Required action: Keep only those lines of the records that include the string "warn".

•••

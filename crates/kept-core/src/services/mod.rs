//! Shared service layer used by frontends.

mod notes;

pub use notes::{HistoryState, NoteService};
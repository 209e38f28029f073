use std::io::Write;
use std::path::Path;

use clap::CommandFactory;
use clap_complete::aot::Generator;
use clap_complete::{generate, shells};

use crate::cli::{Cli, CompletionShell};
use crate::error::CliError;

pub fn run_completions(
    shell: CompletionShell,
    output_path: Option<&Path>,
    out: &mut impl Write,
) -> Result<(), CliError> {
    let script = render_completions(shell);

    if let Some(path) = output_path {
        std::fs::write(path, &script)?;
        writeln!(out, "{}", path.display())?;
    } else {
        out.write_all(&script)?;
    }

    Ok(())
}

pub fn render_completions(shell: CompletionShell) -> Vec<u8> {
    let mut command = Cli::command();
    let mut script = Vec::new();
    match shell {
        CompletionShell::Bash => render_with(shells::Bash, &mut command, &mut script),
        CompletionShell::Zsh => render_with(shells::Zsh, &mut command, &mut script),
        CompletionShell::Fish => render_with(shells::Fish, &mut command, &mut script),
    }
    script
}

fn render_with<G: Generator>(generator: G, command: &mut clap::Command, script: &mut Vec<u8>) {
    generate(generator, command, "kept", script);
}
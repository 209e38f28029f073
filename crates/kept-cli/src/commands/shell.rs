//! Interactive session over one long-lived store.
//!
//! One-shot commands start a fresh store per process, so undo and redo only
//! mean something here.

use std::io::{self, BufRead, Write};

use kept_core::backend::NoteBackend;
use kept_core::NoteService;

use crate::commands::add::{run_add, AddOptions};
use crate::commands::delete::run_delete;
use crate::commands::edit::run_edit;
use crate::commands::flags::{run_archive, run_color, run_pin};
use crate::commands::list::{run_list, ListScope};
use crate::commands::purge::{run_purge, run_purge_expired};
use crate::commands::restore::run_restore;
use crate::commands::search::run_search;
use crate::commands::trash::run_trash;
use crate::error::CliError;

const HELP: &str = "\
Commands:
  new <text>                 create a note (use 'Title | text' to set a title)
  edit <id> [text]           replace the content (opens $EDITOR without text)
  pin <id>                   toggle pinned
  archive <id>               toggle archived
  color <id> <color>         set the color
  rm <id>                    move to trash
  restore <id>               bring back from trash
  purge <id> | purge expired delete from trash for good (not undoable)
  undo | redo                step through history
  ls [archived|all]          list notes, pinned first
  find <query>               search titles and content
  trash                      list trashed notes
  help                       show this help
  quit                       leave the shell";

#[derive(Debug, Clone, PartialEq, Eq)]
pub enum ShellCommand {
    New {
        title: Option<String>,
        content: Option<String>,
    },
    Edit {
        id: String,
        content: Option<String>,
    },
    Pin(String),
    Archive(String),
    Color {
        id: String,
        color: String,
    },
    Remove(String),
    Restore(String),
    Purge(String),
    PurgeExpired,
    Undo,
    Redo,
    List(ListScope),
    Find(String),
    Trash,
    Help,
    Quit,
}

#[derive(Debug, Clone, Copy, PartialEq, Eq)]
pub enum ShellFlow {
    Continue,
    Quit,
}

fn usage(text: &str) -> CliError {
    CliError::Shell(format!("usage: {text}"))
}

fn single_id(rest: &str, text: &str) -> Result<String, CliError> {
    let mut parts = rest.split_whitespace();
    match (parts.next(), parts.next()) {
        (Some(id), None) => Ok(id.to_string()),
        _ => Err(usage(text)),
    }
}

fn non_empty(value: &str) -> Option<String> {
    let trimmed = value.trim();
    (!trimmed.is_empty()).then(|| trimmed.to_string())
}

/// Parse one input line. Blank lines yield `None`.
pub fn parse_line(line: &str) -> Result<Option<ShellCommand>, CliError> {
    let line = line.trim();
    if line.is_empty() {
        return Ok(None);
    }

    let (word, rest) = line
        .split_once(char::is_whitespace)
        .map_or((line, ""), |(word, rest)| (word, rest.trim()));

    let command = match word.to_ascii_lowercase().as_str() {
        "new" | "add" => {
            let (title, content) = match rest.split_once('|') {
                Some((title, content)) => (non_empty(title), non_empty(content)),
                None => (None, non_empty(rest)),
            };
            if title.is_none() && content.is_none() {
                return Err(usage("new <text> | new <title> | <text>"));
            }
            ShellCommand::New { title, content }
        }
        "edit" => {
            let (id, content) = rest
                .split_once(char::is_whitespace)
                .map_or((rest, ""), |(id, content)| (id, content));
            if id.is_empty() {
                return Err(usage("edit <id> [text]"));
            }
            ShellCommand::Edit {
                id: id.to_string(),
                content: non_empty(content),
            }
        }
        "pin" => ShellCommand::Pin(single_id(rest, "pin <id>")?),
        "archive" => ShellCommand::Archive(single_id(rest, "archive <id>")?),
        "color" => {
            let mut parts = rest.split_whitespace();
            match (parts.next(), parts.next(), parts.next()) {
                (Some(id), Some(color), None) => ShellCommand::Color {
                    id: id.to_string(),
                    color: color.to_string(),
                },
                _ => return Err(usage("color <id> <color>")),
            }
        }
        "rm" | "delete" => ShellCommand::Remove(single_id(rest, "rm <id>")?),
        "restore" => ShellCommand::Restore(single_id(rest, "restore <id>")?),
        "purge" => match rest {
            "expired" | "--expired" => ShellCommand::PurgeExpired,
            _ => ShellCommand::Purge(single_id(rest, "purge <id> | purge expired")?),
        },
        "undo" => ShellCommand::Undo,
        "redo" => ShellCommand::Redo,
        "ls" | "list" => match rest {
            "" => ShellCommand::List(ListScope::Visible),
            "archived" => ShellCommand::List(ListScope::Archived),
            "all" => ShellCommand::List(ListScope::All),
            _ => return Err(usage("ls [archived|all]")),
        },
        "find" | "search" => ShellCommand::Find(
            non_empty(rest).ok_or_else(|| usage("find <query>"))?,
        ),
        "trash" => ShellCommand::Trash,
        "help" | "?" => ShellCommand::Help,
        "quit" | "exit" | "q" => ShellCommand::Quit,
        other => {
            return Err(CliError::Shell(format!(
                "unknown command '{other}', try 'help'"
            )))
        }
    };

    Ok(Some(command))
}

pub async fn execute<B: NoteBackend>(
    service: &NoteService<B>,
    command: ShellCommand,
    out: &mut impl Write,
) -> Result<ShellFlow, CliError> {
    match command {
        ShellCommand::New { title, content } => {
            let options = AddOptions {
                title,
                ..AddOptions::default()
            };
            run_add(service, content, options, out).await?;
        }
        ShellCommand::Edit { id, content } => {
            run_edit(service, &id, None, content, out).await?;
        }
        ShellCommand::Pin(id) => {
            run_pin(service, &id, out).await?;
        }
        ShellCommand::Archive(id) => {
            run_archive(service, &id, out).await?;
        }
        ShellCommand::Color { id, color } => {
            run_color(service, &id, &color, out).await?;
        }
        ShellCommand::Remove(id) => run_delete(service, &id, out).await?,
        ShellCommand::Restore(id) => run_restore(service, &id, out).await?,
        ShellCommand::Purge(id) => run_purge(service, &id, out).await?,
        ShellCommand::PurgeExpired => run_purge_expired(service, out).await?,
        ShellCommand::Undo => {
            let message = if service.undo().await? {
                "Undone"
            } else {
                "Nothing to undo"
            };
            writeln!(out, "{message}")?;
        }
        ShellCommand::Redo => {
            let message = if service.redo().await? {
                "Redone"
            } else {
                "Nothing to redo"
            };
            writeln!(out, "{message}")?;
        }
        ShellCommand::List(scope) => run_list(service, scope, false, out).await?,
        ShellCommand::Find(query) => run_search(service, &query, false, out).await?,
        ShellCommand::Trash => run_trash(service, false, out).await?,
        ShellCommand::Help => writeln!(out, "{HELP}")?,
        ShellCommand::Quit => return Ok(ShellFlow::Quit),
    }

    Ok(ShellFlow::Continue)
}

pub async fn run_shell<B: NoteBackend>(service: &NoteService<B>) -> Result<(), CliError> {
    let stdin = io::stdin();
    let mut stdout = io::stdout();
    writeln!(stdout, "kept shell - type 'help' for commands")?;

    loop {
        write!(stdout, "kept> ")?;
        stdout.flush()?;

        let mut line = String::new();
        if stdin.lock().read_line(&mut line)? == 0 {
            writeln!(stdout)?;
            break;
        }

        let outcome = match parse_line(&line) {
            Ok(None) => continue,
            Ok(Some(command)) => execute(service, command, &mut stdout).await,
            Err(error) => Err(error),
        };

        match outcome {
            Ok(ShellFlow::Quit) => break,
            Ok(ShellFlow::Continue) => {}
            Err(error) => writeln!(stdout, "Error: {error}")?,
        }
    }

    Ok(())
}
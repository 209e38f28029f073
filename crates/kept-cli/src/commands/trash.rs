use std::io::Write;

use kept_core::backend::NoteBackend;
use kept_core::NoteService;

use crate::commands::common::{format_trash_lines, note_to_trash_item, TrashListItem};
use crate::error::CliError;

pub async fn run_trash<B: NoteBackend>(
    service: &NoteService<B>,
    as_json: bool,
    out: &mut impl Write,
) -> Result<(), CliError> {
    let trash = service.list_trash().await?;
    let retention = service.trash_retention().await;

    if as_json {
        let json_items = trash
            .iter()
            .map(|note| note_to_trash_item(note, retention))
            .collect::<Vec<TrashListItem>>();
        writeln!(out, "{}", serde_json::to_string_pretty(&json_items)?)?;
    } else if trash.is_empty() {
        writeln!(out, "Trash is empty")?;
    } else {
        for line in format_trash_lines(&trash, retention) {
            writeln!(out, "{line}")?;
        }
    }

    Ok(())
}
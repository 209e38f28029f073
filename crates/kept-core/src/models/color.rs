//! Note color palette

use std::fmt;
use std::str::FromStr;

use serde::{Deserialize, Deserializer, Serialize};

use crate::error::Error;

/// Background color tag of a note.
#[derive(Debug, Clone, Copy, Default, PartialEq, Eq, Hash, Serialize, Deserialize)]
#[serde(rename_all = "lowercase")]
pub enum NoteColor {
    #[default]
    Default,
    Red,
    Orange,
    Yellow,
    Green,
    Teal,
    Blue,
    Purple,
    Pink,
}

impl NoteColor {
    /// Every color in palette order.
    pub const ALL: [Self; 9] = [
        Self::Default,
        Self::Red,
        Self::Orange,
        Self::Yellow,
        Self::Green,
        Self::Teal,
        Self::Blue,
        Self::Purple,
        Self::Pink,
    ];

    pub const fn as_str(self) -> &'static str {
        match self {
            Self::Default => "default",
            Self::Red => "red",
            Self::Orange => "orange",
            Self::Yellow => "yellow",
            Self::Green => "green",
            Self::Teal => "teal",
            Self::Blue => "blue",
            Self::Purple => "purple",
            Self::Pink => "pink",
        }
    }
}

impl fmt::Display for NoteColor {
    fn fmt(&self, f: &mut fmt::Formatter<'_>) -> fmt::Result {
        f.write_str(self.as_str())
    }
}

impl FromStr for NoteColor {
    type Err = Error;

    fn from_str(s: &str) -> Result<Self, Self::Err> {
        let wanted = s.trim().to_ascii_lowercase();
        Self::ALL
            .into_iter()
            .find(|color| color.as_str() == wanted)
            .ok_or_else(|| Error::Validation(format!("unknown note color '{}'", s.trim())))
    }
}

/// Deserialize a color from a stored or remote record.
///
/// Missing, null and unrecognized values all become [`NoteColor::Default`].
/// Records written by older servers carry no color at all.
pub(crate) fn deserialize_lenient<'de, D>(deserializer: D) -> Result<NoteColor, D::Error>
where
    D: Deserializer<'de>,
{
    let raw = Option::<String>::deserialize(deserializer)?;
    Ok(match raw {
        None => NoteColor::Default,
        Some(value) => value.parse().unwrap_or_else(|_| {
            tracing::warn!("Unknown note color '{}' in record, using default", value);
            NoteColor::Default
        }),
    })
}
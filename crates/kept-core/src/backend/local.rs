//! Durable local backend: whole collections serialized under fixed keys.

use std::path::Path;

use chrono::{DateTime, Utc};

use super::collections::Collections;
use super::NoteBackend;
use crate::db::{Database, KeyValueRepository, LibSqlKeyValueRepository};
use crate::error::Result;
use crate::models::{Note, NoteId};

/// Key holding the serialized active collection
pub const NOTES_KEY: &str = "kept-notes";
/// Key holding the serialized trash collection
pub const TRASH_KEY: &str = "kept-trash";

/// Key-value persistence in a local libSQL database.
///
/// There are no partial updates: every change rewrites both collections in
/// one transaction.
pub struct LocalBackend {
    db: Database,
}

impl LocalBackend {
    /// Open (or create) the database file at `path`.
    pub async fn open(path: impl AsRef<Path>) -> Result<Self> {
        let path = path.as_ref();
        tracing::info!("Opening local note storage at {}", path.display());
        Ok(Self {
            db: Database::open(path).await?,
        })
    }

    pub async fn open_in_memory() -> Result<Self> {
        Ok(Self {
            db: Database::open_in_memory().await?,
        })
    }

    /// Wrap an already opened database.
    pub const fn from_database(db: Database) -> Self {
        Self { db }
    }

    fn repo(&self) -> LibSqlKeyValueRepository<'_> {
        LibSqlKeyValueRepository::new(self.db.connection())
    }

    /// Read one collection. Corrupt data is logged and read as empty.
    async fn read_collection(&self, key: &str) -> Result<Vec<Note>> {
        let Some(raw) = self.repo().get(key).await? else {
            return Ok(Vec::new());
        };

        match serde_json::from_str::<Vec<Note>>(&raw) {
            Ok(notes) => Ok(notes),
            Err(error) => {
                tracing::warn!(
                    "Stored collection '{}' is unreadable ({}); starting from an empty collection",
                    key,
                    error
                );
                Ok(Vec::new())
            }
        }
    }

    async fn read(&self) -> Result<Collections> {
        Ok(Collections {
            active: self.read_collection(NOTES_KEY).await?,
            trash: self.read_collection(TRASH_KEY).await?,
        })
    }

    async fn write(&self, collections: &Collections) -> Result<()> {
        let active = serde_json::to_string(&collections.active)?;
        let trash = serde_json::to_string(&collections.trash)?;
        self.repo()
            .put_many(&[(NOTES_KEY, active.as_str()), (TRASH_KEY, trash.as_str())])
            .await
    }

    /// Read both collections, apply `change`, and write them back.
    async fn modify<T>(&self, change: impl FnOnce(&mut Collections) -> Result<T>) -> Result<T> {
        let mut collections = self.read().await?;
        let value = change(&mut collections)?;
        self.write(&collections).await?;
        Ok(value)
    }
}

impl NoteBackend for LocalBackend {
    async fn load_active(&self) -> Result<Vec<Note>> {
        let notes = self.read_collection(NOTES_KEY).await?;
        tracing::debug!("Loaded {} notes from local storage", notes.len());
        Ok(notes)
    }

    async fn insert(&self, note: &Note) -> Result<Note> {
        self.modify(|collections| collections.insert(note)).await
    }

    async fn replace(&self, note: &Note) -> Result<()> {
        self.modify(|collections| collections.replace(note)).await
    }

    async fn trash(&self, id: &NoteId, deleted_at: DateTime<Utc>) -> Result<()> {
        self.modify(|collections| collections.trash(id, deleted_at))
            .await
    }

    async fn list_trash(&self) -> Result<Vec<Note>> {
        self.read_collection(TRASH_KEY).await
    }

    async fn restore(&self, id: &NoteId) -> Result<()> {
        self.modify(|collections| collections.restore(id)).await
    }

    async fn purge(&self, id: &NoteId) -> Result<()> {
        self.modify(|collections| collections.purge(id)).await
    }

    async fn purge_expired(&self, cutoff: DateTime<Utc>) -> Result<Vec<NoteId>> {
        self.modify(|collections| Ok(collections.purge_expired(cutoff)))
            .await
    }
}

•••

Answer to this problem:
            tracing::warn!("Unknown note color '{}' in record, using default", value);
                tracing::warn!(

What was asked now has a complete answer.